If you want to study journalism, you have more choices today, at lower cost, and of higher quality than ever. Sometimes you will get that at a university and sometimes not. That represents a challenge for universities.
In a lecture at a journalism conference in Puebla, Mexico, I described a personal experience taking a course in data visualization from one of the world leaders in the field, Alberto Cairo, author of "The Functional Art."
The six-week course had readings and video tutorials of the highest quality. The homework assignments required at least 10 to 15 hours of work a week.
Engaged professor
Cairo was intimately involved with the course participants, offering criticism of their work and suggestions for improvement.
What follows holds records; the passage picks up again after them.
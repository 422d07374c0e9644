//! Primary error types for this crate.

use crate::template::VarError;
use t::subscriber::SetGlobalDefaultError;

use serde_json::Error as JsonError;
use std::io::Error as StdIoError;
use thiserror::Error as ThisError;
use toml::de::Error as TomlDeError;
use toml::ser::Error as TomlSerError;
use ts::filter::ParseError as TsFilterParseError;

/// The only error type, wraps other errors
///
/// Formatting a record only ever fails with [`Serialization`][JsonMapError::Serialization];
/// missing fields and overflow path collisions are handled without errors.
/// Every other variant comes from reading a configuration file or installing the global subscriber.
#[derive(ThisError, Debug)]
pub enum JsonMapError {
    #[error("Tracing was already initialized")]
    AlreadyInitialized,
    #[error("Could not initialize because : `{0}`")]
    Other(String),
    #[error("The schema is not a json object, found : `{0}`")]
    SchemaNotAnObject(String),
    #[error("Unknown timezone `{0}`")]
    UnknownTimezone(String),
    #[error("Could not parse the filter directive `{directive}`")]
    FilterParseError {
        directive: String,
        error: TsFilterParseError,
    },

    #[error("The assembled document could not be serialized : `{0}`")]
    Serialization(#[from] JsonError),
    #[error("Could not find environment variable : `{0}`")]
    MissingEnvironmentVariable(#[from] VarError),
    #[error("Configuration file does not exist or it could not be read : `{0}`")]
    IoError(#[from] StdIoError),
    #[error("Deserialization error, configuration file is either not syntactically a toml file or not a JsonMapConfig struct : `{0}`")]
    Deserialization(#[from] TomlDeError),
    #[error("Serialization error, configuration file could not be serialized : `{0}`")]
    ConfigSerialization(#[from] TomlSerError),
    #[error("Could not set tracing global subscriber : `{0}`")]
    InitError(#[from] SetGlobalDefaultError),
    #[error("A lock was poisoned lock name = `{0}`")]
    PoisonError(String),
}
What was remarkable about this course was that there were 2,000 students enrolled from more than 100 countries, it took place completely online and it was free.
I took the course while working in China. It was offered by the Knight Center for Digital Journalism in the Americas, based at the University of Texas.
This kind of course represents a major challenge for universities, because their monopoly on expertise and certification is eroding. Just as occurred in the news business, competitors are emerging who are offering attractive alternatives.
Student preferences
The customer is now in charge. Students are demanding that courses be available to them whenever, wherever and on whatever platform they choose, and in formats that they prefer.
Many universities make it difficult for someone to sign up to take one specific course without enrolling in a degree program. I ran into this a decade ago when I wanted to take courses in Spanish literature at a Baltimore University. I had the language skill but not the prerequisite courses and could not clear other bureaucratic obstacles.
I was a willing customer with money to pay and was turned away.
Innovate or be left behind
Howard Finberg, who launched the Poynter Institute's online training arm, NewsU.org, noted in a recent essay:
"…the future of journalism education [at universities] is at a critical point for two reasons.
1. Time is running out. Disruption, driven by economics and technology, is coming to the university system much more quickly than most administrators realize.
2. Journalism education will undergo fundamental shifts in how journalism is taught and who teaches it. Those who don’t innovate in the classroom will be left behind — just like those who chose not to innovate in the newsroom."
Journalism training is not in danger, in his opinion, but the value of a journalism degree certainly is. Echoing him is a renowned digital journalism entrepreneur, Ramon Alberto Garza, who addressed the journalism conference in Puebla mentioned earlier. Garza said universities are training students to work within an "obsolete industrial model" while ignoring advances in digital journalism. Garza's remark produced audible gasps in the auditorium, according to Esther Vargas.
It is not just the MOOCs of organizations like Coursera, Udacity and EdX that are offering alternatives. The BBC's online College of Journalism offers free access to hundreds of video tutorials used to train its own correspondents. Its foundation also offers free onsite training to journalists and citizens in emerging democracies where freedom of expression is under attack.
Flexibility for professionals
Some universities have embraced the trend toward more online courses. As Adam Glenn noted in his summary of journalism education trends, the University of Missouri, the University of Florida and American University, among others, are offering degree programs completely online.
The University of Guadalajara in Mexico offers a master's degree program in digital journalism that is completely online. (I helped design it when I was director of the program there.)
Online programs offer flexibility for working professionals. David DeFranza, who is studying for a master's in Technology and Communications in an online degree program at the University of North Carolina, described in MediaShift how he benefits from the interactivity with classmates from other fields.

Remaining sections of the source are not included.